## EXERCISE BRIEF
Please output the entries below exactly as they are.

Stored data
☆ ☆ ☆

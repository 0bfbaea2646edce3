#[derive(Debug, thiserror::Error)]
pub enum StoreError {
    #[error("database error: {0}")]
    Database(String),

    #[error("not found: {0}")]
    NotFound(String),

    /// Uniqueness or foreign-key constraint rejected a write. Duplicate
    /// open-conversation inserts land here via the partial unique index.
    #[error("conflict: {0}")]
    Conflict(String),

    /// A stored row failed to decode (unexpected type, NULL, or an
    /// unknown enum variant). Indicates external tampering or a schema
    /// mismatch, never normal operation.
    #[error("corrupt row in {table}.{column}: {detail}")]
    CorruptRow {
        table: &'static str,
        column: &'static str,
        detail: String,
    },

    #[error("IO error: {0}")]
    Io(String),
}

impl From<rusqlite::Error> for StoreError {
    fn from(e: rusqlite::Error) -> Self {
        match e {
            rusqlite::Error::SqliteFailure(err, msg)
                if err.code == rusqlite::ErrorCode::ConstraintViolation =>
            {
                StoreError::Conflict(msg.unwrap_or_else(|| err.to_string()))
            }
            other => StoreError::Database(other.to_string()),
        }
    }
}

☆ ☆ ☆

## ANSWER SECTION
repository 0bfbaea2646edce3
#[derive(Debug, thiserror::Error)]
pub enum StoreError {
    #[error("database error: {0}")]
    Database(String),

    #[error("not found: {0}")]
    NotFound(String),

    /// Uniqueness or foreign-key constraint rejected a write. Duplicate
    /// open-conversation inserts land here via the partial unique index.
    #[error("conflict: {0}")]
    Conflict(String),

    /// A stored row failed to decode (unexpected type, NULL, or an
    /// unknown enum variant). Indicates external tampering or a schema
    /// mismatch, never normal operation.
    #[error("corrupt row in {table}.{column}: {detail}")]
    CorruptRow {
        table: &'static str,
        column: &'static str,
        detail: String,
    },

    #[error("IO error: {0}")]
    Io(String),
}

impl From<rusqlite::Error> for StoreError {
    fn from(e: rusqlite::Error) -> Self {
        match e {
            rusqlite::Error::SqliteFailure(err, msg)
                if err.code == rusqlite::ErrorCode::ConstraintViolation =>
            {
                StoreError::Conflict(msg.unwrap_or_else(|| err.to_string()))
            }
            other => StoreError::Database(other.to_string()),
        }
    }
}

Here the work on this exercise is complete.